Titolo OriginaleL'Enfer
NazioneFrancia/Italia/Belgio/Giappone
Anno Produzione2005
Durata98'
Tratto dadalla trilogia Il Paradiso, l’inferno, il purgatorio di Krzysztof Kieslowski e Krzysztof Piesiewicz
Scenografia

TRAMA

Tre sorelle, che hanno perso i contatti negli anni, alle prese con la tragedia che ha segnato la loro infanzia.

RECENSIONI

Rifare Kieslowski, portare a compimento l’incompiuta trilogia (Inferno, Purgatorio, Paradiso) è ormai un filone: dopo il disastroso Heaven di Tom Tykwer, il capitolo infernale passa nelle mani di Tanovic, che avevamo lasciato in trincea nell’irrisolto No Man’s Land - un film tarato dall’aggettivo “necessario” - e che qui ritroviamo a dimenarsi nella classica coproduzione.
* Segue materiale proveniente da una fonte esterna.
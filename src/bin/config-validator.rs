//! # Orchestrator Configuration Validator
//!
//! Command-line tool for validating update orchestrator configuration before
//! starting the scheduler. Loads the same layers the library does (file,
//! environment overrides), validates them and prints the effective settings.

use anyhow::{bail, Context, Result};
use clap::{Parser, Subcommand};
use std::path::PathBuf;
use std::process;
use std::sync::Arc;
use tracing::{error, info, Level};
use tracing_subscriber::FmtSubscriber;
use update_orchestrator::config::{ConfigManager, OrchestratorConfig};
use update_orchestrator::orchestration::BlackoutWindow;

#[derive(Parser)]
#[command(name = "config-validator")]
#[command(about = "Validate update orchestrator configuration files")]
#[command(version = env!("CARGO_PKG_VERSION"))]
pub struct Cli {
    /// Environment to validate (development, test, production)
    #[arg(short, long, default_value = "development")]
    environment: String,

    /// Configuration directory (default: config)
    #[arg(short, long, conflicts_with = "file")]
    config_dir: Option<PathBuf>,

    /// Explicit configuration file; overrides directory discovery
    #[arg(short, long)]
    file: Option<PathBuf>,

    /// Verbose output level (use multiple times for more verbosity)
    #[arg(short, long, action = clap::ArgAction::Count)]
    verbose: u8,

    #[command(subcommand)]
    command: Option<Commands>,
}

#[derive(Subcommand)]
pub enum Commands {
    /// Validate every configuration section
    All,

    /// Validate one section (scheduler, blackout, upstreams, data-kinds, tasks)
    Component { name: String },

    /// Print the effective configuration as JSON
    Show,
}

fn main() {
    let cli = Cli::parse();

    let level = match cli.verbose {
        0 => Level::WARN,
        1 => Level::INFO,
        2 => Level::DEBUG,
        _ => Level::TRACE,
    };

    let _subscriber = FmtSubscriber::builder()
        .with_max_level(level)
        .with_target(false)
        .try_init();

    let result = load(&cli).and_then(|manager| match &cli.command {
        Some(Commands::All) | None => validate_all(manager.config()),
        Some(Commands::Component { name }) => validate_component(manager.config(), name),
        Some(Commands::Show) => show(&manager),
    });

    match result {
        Ok(()) => {
            info!("Configuration validation completed successfully");
            process::exit(0);
        }
        Err(e) => {
            error!("Configuration validation failed: {:#}", e);
            eprintln!("❌ {e:#}");
            process::exit(1);
        }
    }
}

fn load(cli: &Cli) -> Result<Arc<ConfigManager>> {
    let manager = match &cli.file {
        Some(path) => ConfigManager::load_from_path(path)
            .with_context(|| format!("loading {}", path.display()))?,
        None => {
            let dir = cli.config_dir.clone().unwrap_or_else(|| PathBuf::from("config"));
            ConfigManager::load_from_directory_with_env(Some(dir.clone()), &cli.environment)
                .with_context(|| format!("loading configuration from {}", dir.display()))?
        }
    };
    println!("✅ Configuration loaded (environment: {})", manager.environment());
    Ok(manager)
}

fn validate_all(config: &OrchestratorConfig) -> Result<()> {
    println!("🔧 Validating Update Orchestrator Configuration\n");
    validate_scheduler(config)?;
    validate_blackout(config)?;
    validate_upstreams(config)?;
    validate_data_kinds(config)?;
    validate_tasks(config)?;
    println!("\n🎉 All configuration validation checks passed!");
    Ok(())
}

fn validate_component(config: &OrchestratorConfig, name: &str) -> Result<()> {
    match name.to_lowercase().as_str() {
        "scheduler" => validate_scheduler(config)?,
        "blackout" => validate_blackout(config)?,
        "upstreams" => validate_upstreams(config)?,
        "data_kinds" | "data-kinds" => validate_data_kinds(config)?,
        "tasks" => validate_tasks(config)?,
        _ => bail!("Unknown component: {name}"),
    }
    println!("✅ Component '{name}' validation passed!");
    Ok(())
}

fn show(manager: &ConfigManager) -> Result<()> {
    let json = serde_json::to_string_pretty(&manager.debug_config())?;
    println!("{json}");
    Ok(())
}

fn validate_scheduler(config: &OrchestratorConfig) -> Result<()> {
    println!("⏱️  Scheduler");
    let scheduler = &config.scheduler;
    println!("   ✅ Tick interval: {}s", scheduler.tick_interval_seconds);
    println!("   ✅ Max queue items: {}", scheduler.max_queue_items);
    println!("   ✅ Worker concurrency: {}", scheduler.worker_concurrency);
    println!("   ✅ Interrupt on overrun: {}", scheduler.interrupt_on_overrun);
    Ok(())
}

fn validate_blackout(config: &OrchestratorConfig) -> Result<()> {
    println!("🌙 Blackout Window");
    let window = BlackoutWindow::from_config(&config.blackout)?;
    if !window.is_enabled() {
        println!("   ℹ️  Disabled, all data kinds may run at any time");
        return Ok(());
    }
    println!("   ✅ UTC offset: {} minutes", config.blackout.utc_offset_minutes);
    for session in &config.blackout.sessions {
        println!("   ✅ Session {} - {}", session.start, session.end);
    }
    println!("   ✅ Operational days: {}", config.blackout.operational_days.join(", "));
    Ok(())
}

fn validate_upstreams(config: &OrchestratorConfig) -> Result<()> {
    println!("🌐 Upstreams");
    let mut names: Vec<&String> = config.upstreams.keys().collect();
    names.sort();
    for name in names {
        let upstream = config.upstream(name);
        println!(
            "   ✅ {name}: {} rpm (burst {}), breaker after {} failures, recovery {}s (max {}s), timeout {}s",
            upstream.requests_per_minute,
            upstream.capacity(),
            upstream.failure_threshold,
            upstream.recovery_timeout().as_secs(),
            upstream.max_recovery_timeout().as_secs(),
            upstream.call_timeout().as_secs(),
        );
    }
    Ok(())
}

fn validate_data_kinds(config: &OrchestratorConfig) -> Result<()> {
    println!("📊 Data Kinds");
    let mut kinds: Vec<_> = config.data_kinds.iter().collect();
    kinds.sort_by_key(|(kind, kind_config)| (kind_config.priority, **kind));
    for (kind, kind_config) in kinds {
        let mut flags = Vec::new();
        if kind_config.bulk {
            flags.push("bulk");
        }
        if kind_config.skip_during_active_hours {
            flags.push("deferred during active hours");
        }
        println!(
            "   ✅ {kind}: every {}s, priority {}{}",
            kind_config.update_interval_seconds,
            kind_config.priority,
            if flags.is_empty() {
                String::new()
            } else {
                format!(" ({})", flags.join(", "))
            }
        );
    }
    Ok(())
}

fn validate_tasks(config: &OrchestratorConfig) -> Result<()> {
    println!("📋 Tasks");
    for task in &config.tasks {
        if config.data_kind(task.data_kind).is_none() {
            bail!(
                "task '{}' refers to data kind '{}' which has no data_kinds entry",
                task.name,
                task.data_kind
            );
        }
        let marker = if task.enabled { "✅" } else { "⏸️ " };
        println!(
            "   {marker} {} -> {} via {} (batch {}, max runtime {}s)",
            task.name, task.data_kind, task.upstream, task.batch_size, task.max_runtime_seconds
        );
    }
    Ok(())
}
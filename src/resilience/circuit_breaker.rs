//! # Circuit Breaker Implementation
//!
//! Fault isolation for one unreliable upstream. Three states:
//! Closed (normal operation), Open (failing fast) and HalfOpen (probing recovery).
//!
//! All state lives behind a single lock so admission, outcome accounting and
//! transitions are serialized for every concurrent caller of the same upstream.
//!
//! ## Half-open probes
//!
//! Up to `max_half_open_probes` calls are admitted while half-open. The first
//! probe to resolve decides the transition: success closes the circuit, failure
//! reopens it and restarts the recovery timer. Probes from the same half-open
//! window that resolve later are applied to whatever state the breaker is in by
//! then. A probe that is dropped before resolving (cancelled) frees its slot.
//!
//! ## Recovery escalation
//!
//! The recovery wait comes from an internal [`ExponentialBackoff`] seeded with
//! `recovery_timeout` and capped at `max_recovery_timeout`. Each failed probe
//! escalates the next wait; closing the circuit resets it. With the cap equal
//! to the base (the default) the wait is constant.

use super::backoff::ExponentialBackoff;
use super::config::CircuitBreakerConfig;
use super::metrics::{CircuitBreakerMetrics, CircuitBreakerStatus};
use chrono::{DateTime, Utc};
use parking_lot::Mutex;
use serde::{Deserialize, Serialize};
use std::fmt;
use std::future::Future;
use std::time::Duration;
use tokio::time::Instant;
use tracing::{debug, error, info, warn};

/// Circuit breaker states representing the current operational mode
#[derive(Debug, Clone, Copy, PartialEq, Eq, Hash, Serialize, Deserialize)]
#[serde(rename_all = "snake_case")]
pub enum CircuitState {
    /// Normal operation - all calls are allowed through
    Closed,
    /// Failure mode - all calls fail fast without executing
    Open,
    /// Testing recovery - limited calls allowed to test upstream health
    HalfOpen,
}

impl fmt::Display for CircuitState {
    fn fmt(&self, f: &mut fmt::Formatter<'_>) -> fmt::Result {
        let label = match self {
            CircuitState::Closed => "closed",
            CircuitState::Open => "open",
            CircuitState::HalfOpen => "half_open",
        };
        f.write_str(label)
    }
}

/// Errors surfaced by [`CircuitBreaker::execute`]
#[derive(Debug, Clone, PartialEq, thiserror::Error)]
pub enum CircuitBreakerError<E> {
    /// Circuit is open; the operation was never invoked
    #[error("Circuit breaker is open for {component}")]
    CircuitOpen { component: String },

    /// Operation ran and failed; the original error is preserved
    #[error("Operation failed: {0}")]
    OperationFailed(E),
}

impl<E> CircuitBreakerError<E> {
    pub fn is_circuit_open(&self) -> bool {
        matches!(self, CircuitBreakerError::CircuitOpen { .. })
    }

    /// The operation's own error, if the operation ran
    pub fn into_operation_error(self) -> Option<E> {
        match self {
            CircuitBreakerError::OperationFailed(e) => Some(e),
            CircuitBreakerError::CircuitOpen { .. } => None,
        }
    }
}

#[derive(Debug)]
struct BreakerInner {
    state: CircuitState,
    /// Consecutive failures while closed
    failure_count: u32,
    opened_at: Option<Instant>,
    opened_at_wall: Option<DateTime<Utc>>,
    recovery: ExponentialBackoff,
    /// Recovery wait for the current open period
    recovery_timeout: Duration,
    /// Probe slots in use during the current half-open window
    half_open_probes: u32,
    /// Bumped on every transition; ties a permit to the window that admitted it
    epoch: u64,
    metrics: CircuitBreakerMetrics,
}

/// Three-state circuit breaker guarding one upstream
#[derive(Debug)]
pub struct CircuitBreaker {
    name: String,
    config: CircuitBreakerConfig,
    inner: Mutex<BreakerInner>,
}

/// Admission ticket for one call
struct Permit<'a> {
    breaker: &'a CircuitBreaker,
    probe: bool,
    epoch: u64,
    resolved: bool,
}

impl Permit<'_> {
    fn resolve(mut self, success: bool, duration: Duration) {
        self.resolved = true;
        self.breaker
            .record_outcome(self.probe, self.epoch, success, duration);
    }
}

impl Drop for Permit<'_> {
    fn drop(&mut self) {
        if !self.resolved && self.probe {
            self.breaker.release_probe(self.epoch);
        }
    }
}
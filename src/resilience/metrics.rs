//! # Resilience Metrics
//!
//! Serializable snapshots of breaker and limiter state for an externally owned
//! health endpoint.

use super::circuit_breaker::CircuitState;
use chrono::{DateTime, Utc};
use serde::{Deserialize, Serialize};

/// Call counters for one circuit breaker
#[derive(Debug, Clone, Default, PartialEq, Serialize, Deserialize)]
pub struct CircuitBreakerMetrics {
    pub total_calls: u64,
    pub successful_calls: u64,
    pub failed_calls: u64,
    /// Calls short-circuited without reaching the upstream
    pub rejected_calls: u64,
    pub state_changes: u64,
    pub last_failure_at: Option<DateTime<Utc>>,
    pub last_success_at: Option<DateTime<Utc>>,
    pub last_state_change_at: Option<DateTime<Utc>>,
}

impl CircuitBreakerMetrics {
    /// Fraction of executed calls that succeeded; 1.0 before any call
    pub fn success_rate(&self) -> f64 {
        if self.total_calls == 0 {
            1.0
        } else {
            self.successful_calls as f64 / self.total_calls as f64
        }
    }

    pub fn failure_rate(&self) -> f64 {
        if self.total_calls == 0 {
            0.0
        } else {
            self.failed_calls as f64 / self.total_calls as f64
        }
    }
}

/// Full breaker snapshot: state, counters and timing
#[derive(Debug, Clone, PartialEq, Serialize, Deserialize)]
pub struct CircuitBreakerStatus {
    pub name: String,
    pub state: CircuitState,
    pub failure_count: u32,
    pub failure_threshold: u32,
    pub opened_at: Option<DateTime<Utc>>,
    /// Recovery wait in force for the current (or next) open period
    pub recovery_timeout_ms: u64,
    /// Remaining wait before a probe is admitted, while open
    pub time_until_half_open_ms: Option<u64>,
    pub half_open_probes: u32,
    pub max_half_open_probes: u32,
    pub success_rate: f64,
    pub metrics: CircuitBreakerMetrics,
}

#[derive(Debug, Clone, PartialEq, Serialize, Deserialize)]
pub struct RateLimiterStats {
    pub name: String,
    pub total_requests: u64,
    pub total_wait_time_ms: u64,
    pub total_failures: u64,
    pub current_tokens: f64,
    pub capacity: f64,
    pub refill_rate: f64,
    /// Consecutive failures since the last success
    pub failure_count: u32,
    pub current_backoff_delay_ms: u64,
}

/// Combined view of one upstream source
#[derive(Debug, Clone, PartialEq, Serialize, Deserialize)]
pub struct UpstreamStatus {
    pub name: String,
    pub healthy: bool,
    pub max_concurrency: usize,
    pub call_timeout_ms: u64,
    pub circuit: CircuitBreakerStatus,
    pub rate_limiter: RateLimiterStats,
}
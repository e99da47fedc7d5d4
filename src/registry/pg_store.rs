//! # PostgreSQL Update Store
//!
//! [`UpdateStore`] over an externally owned tracking table. The schema belongs to
//! the embedding application; the expected shape is:
//!
//! ```sql
//! CREATE TABLE data_update_tracker (
//!     entity_id            TEXT        NOT NULL,
//!     data_kind            TEXT        NOT NULL,
//!     last_update          TIMESTAMPTZ,
//!     last_attempt         TIMESTAMPTZ,
//!     last_status          TEXT        NOT NULL,
//!     last_error           TEXT,
//!     next_due             TIMESTAMPTZ NOT NULL,
//!     priority             SMALLINT    NOT NULL,
//!     consecutive_failures INTEGER     NOT NULL DEFAULT 0,
//!     attempt_count        BIGINT      NOT NULL DEFAULT 0,
//!     PRIMARY KEY (entity_id, data_kind)
//! );
//! ```
//!
//! Each `apply` runs in its own transaction. A seed row is inserted with
//! `ON CONFLICT DO NOTHING` so that even a first attempt has a row to lock,
//! then the row is locked with `SELECT ... FOR UPDATE`, merged in Rust and
//! written back. Concurrent writers for the same pair serialize on that lock.

use super::store::UpdateStore;
use super::types::{UpdateOutcome, UpdateRecord};
use crate::constants::{DataKind, UpdateStatus};
use crate::error::{OrchestratorError, Result};
use async_trait::async_trait;
use chrono::{DateTime, Utc};
use sqlx::postgres::{PgArguments, PgRow};
use sqlx::query::Query;
use sqlx::{PgPool, Postgres, Row};
use tracing::debug;

pub const DEFAULT_TABLE: &str = "data_update_tracker";

const COLUMNS: &str = "entity_id, data_kind, last_update, last_attempt, last_status, last_error, \
                       next_due, priority, consecutive_failures, attempt_count";

#[derive(Debug, Clone)]
pub struct PgUpdateStore {
    pool: PgPool,
    table: String,
}

impl PgUpdateStore {
    pub fn new(pool: PgPool) -> Self {
        Self {
            pool,
            table: DEFAULT_TABLE.to_string(),
        }
    }

    /// Use a different table, optionally schema-qualified (`schema.table`)
    pub fn with_table(pool: PgPool, table: &str) -> Result<Self> {
        let valid = !table.is_empty()
            && table.split('.').count() <= 2
            && table.split('.').all(|part| {
                !part.is_empty()
                    && part
                        .chars()
                        .all(|c| c.is_ascii_alphanumeric() || c == '_')
                    && !part.starts_with(|c: char| c.is_ascii_digit())
            });
        if !valid {
            return Err(OrchestratorError::Configuration(format!(
                "invalid update tracker table name '{table}'"
            )));
        }
        Ok(Self {
            pool,
            table: table.to_string(),
        })
    }

    pub fn pool(&self) -> &PgPool {
        &self.pool
    }

    pub fn table(&self) -> &str {
        &self.table
    }

    /// Binds `record` as `$1..$10` in `COLUMNS` order
    fn bind_record<'q>(
        query: Query<'q, Postgres, PgArguments>,
        record: &'q UpdateRecord,
    ) -> Query<'q, Postgres, PgArguments> {
        query
            .bind(&record.entity_id)
            .bind(record.data_kind.as_str())
            .bind(record.last_update)
            .bind(record.last_attempt)
            .bind(record.last_status.as_str())
            .bind(&record.last_error)
            .bind(record.next_due)
            .bind(i16::from(record.priority))
            .bind(i32::try_from(record.consecutive_failures).unwrap_or(i32::MAX))
            .bind(i64::try_from(record.attempt_count).unwrap_or(i64::MAX))
    }

    fn record_from_row(row: &PgRow) -> Result<UpdateRecord> {
        let data_kind: String = row.try_get("data_kind")?;
        let last_status: String = row.try_get("last_status")?;
        let priority: i16 = row.try_get("priority")?;
        let consecutive_failures: i32 = row.try_get("consecutive_failures")?;
        let attempt_count: i64 = row.try_get("attempt_count")?;

        Ok(UpdateRecord {
            entity_id: row.try_get("entity_id")?,
            data_kind: data_kind
                .parse()
                .map_err(|e: String| OrchestratorError::store("decode data_kind", e))?,
            last_update: row.try_get("last_update")?,
            last_attempt: row.try_get("last_attempt")?,
            last_status: last_status
                .parse()
                .map_err(|e: String| OrchestratorError::store("decode last_status", e))?,
            last_error: row.try_get("last_error")?,
            next_due: row.try_get("next_due")?,
            priority: u8::try_from(priority).unwrap_or(u8::MAX),
            consecutive_failures: u32::try_from(consecutive_failures).unwrap_or(0),
            attempt_count: u64::try_from(attempt_count).unwrap_or(0),
        })
    }
}

#[async_trait]
impl UpdateStore for PgUpdateStore {
    async fn get(&self, entity_id: &str, data_kind: DataKind) -> Result<Option<UpdateRecord>> {
        let sql = format!(
            "SELECT {COLUMNS} FROM {} WHERE entity_id = $1 AND data_kind = $2",
            self.table
        );
        let row = sqlx::query(&sql)
            .bind(entity_id)
            .bind(data_kind.as_str())
            .fetch_optional(&self.pool)
            .await?;
        row.as_ref().map(Self::record_from_row).transpose()
    }

    async fn records_for_kind(&self, data_kind: DataKind) -> Result<Vec<UpdateRecord>> {
        let sql = format!("SELECT {COLUMNS} FROM {} WHERE data_kind = $1", self.table);
        let rows = sqlx::query(&sql)
            .bind(data_kind.as_str())
            .fetch_all(&self.pool)
            .await?;
        rows.iter().map(Self::record_from_row).collect()
    }

    async fn apply(&self, outcome: &UpdateOutcome) -> Result<UpdateRecord> {
        let mut tx = self.pool.begin().await?;

        let seed = UpdateRecord::seed_for(outcome);
        let insert_seed = format!(
            "INSERT INTO {} ({COLUMNS}) VALUES ($1, $2, $3, $4, $5, $6, $7, $8, $9, $10) \
             ON CONFLICT (entity_id, data_kind) DO NOTHING",
            self.table
        );
        Self::bind_record(sqlx::query(&insert_seed), &seed)
            .execute(&mut *tx)
            .await?;

        let select = format!(
            "SELECT {COLUMNS} FROM {} WHERE entity_id = $1 AND data_kind = $2 FOR UPDATE",
            self.table
        );
        let row = sqlx::query(&select)
            .bind(&outcome.entity_id)
            .bind(outcome.data_kind.as_str())
            .fetch_one(&mut *tx)
            .await?;
        let existing = Self::record_from_row(&row)?;

        let merged = UpdateRecord::apply(Some(&existing), outcome);
        if existing == merged {
            tx.commit().await?;
            return Ok(merged);
        }

        let update = format!(
            "UPDATE {} SET \
                last_update = $3, \
                last_attempt = $4, \
                last_status = $5, \
                last_error = $6, \
                next_due = $7, \
                priority = $8, \
                consecutive_failures = $9, \
                attempt_count = $10 \
             WHERE entity_id = $1 AND data_kind = $2",
            self.table
        );
        Self::bind_record(sqlx::query(&update), &merged)
            .execute(&mut *tx)
            .await?;
        tx.commit().await?;

        debug!(
            entity_id = %merged.entity_id,
            data_kind = %merged.data_kind,
            status = %merged.last_status,
            "💾 Update record persisted"
        );
        Ok(merged)
    }

    async fn reset_failed(&self, entity_id: Option<&str>, now: DateTime<Utc>) -> Result<u64> {
        let sql = format!(
            "UPDATE {} SET last_status = $1, consecutive_failures = 0, last_error = NULL, next_due = $2 \
             WHERE last_status = $3 AND ($4::TEXT IS NULL OR entity_id = $4)",
            self.table
        );
        let result = sqlx::query(&sql)
            .bind(UpdateStatus::Pending.as_str())
            .bind(now)
            .bind(UpdateStatus::Failed.as_str())
            .bind(entity_id)
            .execute(&self.pool)
            .await?;
        Ok(result.rows_affected())
    }
}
Relegando altrui il dilemma etico sull’omaggio/oltraggio al grande regista polacco, L’Enfer non suona comunque le corde del cuore, subito scegliendo il limbo tra la citazione al referente (il pianosequenza iniziale, modellato sui piedi della bambina) e il medio registro televisivo pesantemente simbolico (una pianta sfiorisce come il matrimonio di Sophie) quando non sconfortante (le liti coniugali, roba molto italiana) o semplicemente gratuito (la trascurabile macchietta di Rochefort). Nelle mani del bosniaco la tripla storia femminile, saldandosi solo nel finale, è un compito corretto non privo di mestiere, intavolato in un complesso rimando di sguardi e pianisequenza, ma che non aggiunge l’ispirazione al pacchetto, azzerando ogni sfumatura e risultando assolutamente leggibile nelle singole suggestioni - l’appello al Mito è risibile per la sciattezza narrativa con cui viene seminato (Sophie è Medea quindi Anne discute un esame su Medea) - dato che il drammone risulta di prammatica e sbaglia gravemente il disegno delle rozze sfumature sui volti dei suoi personaggi. Il dolore felpato di Marie Gillain primeggia in un cast suicida, dove la Béart soffe una dialogistica ridicola e Carole Bouquet è offensivo contorno. Non basta altresì lanciare al maestro un richiamo ideologico - oggi non è lecito parlare di tragedia ma semplicemente di dramma, spiega Sophie, perché la nostra società ha smarrito il sapore del divino - per rendere la materia intrinsecamente interessante. Un film che conferma Tanovic animale da cinepresa (su tutto, la vertiginosa astrazione dei titoli di testa/coda) ma allunga un’ombra inquietante sul suo futuro artistico, quella della pettinata e ingombrante maniera. Dopo il paradiso, un inferno che uccide il desiderio di qualunque purgatorio.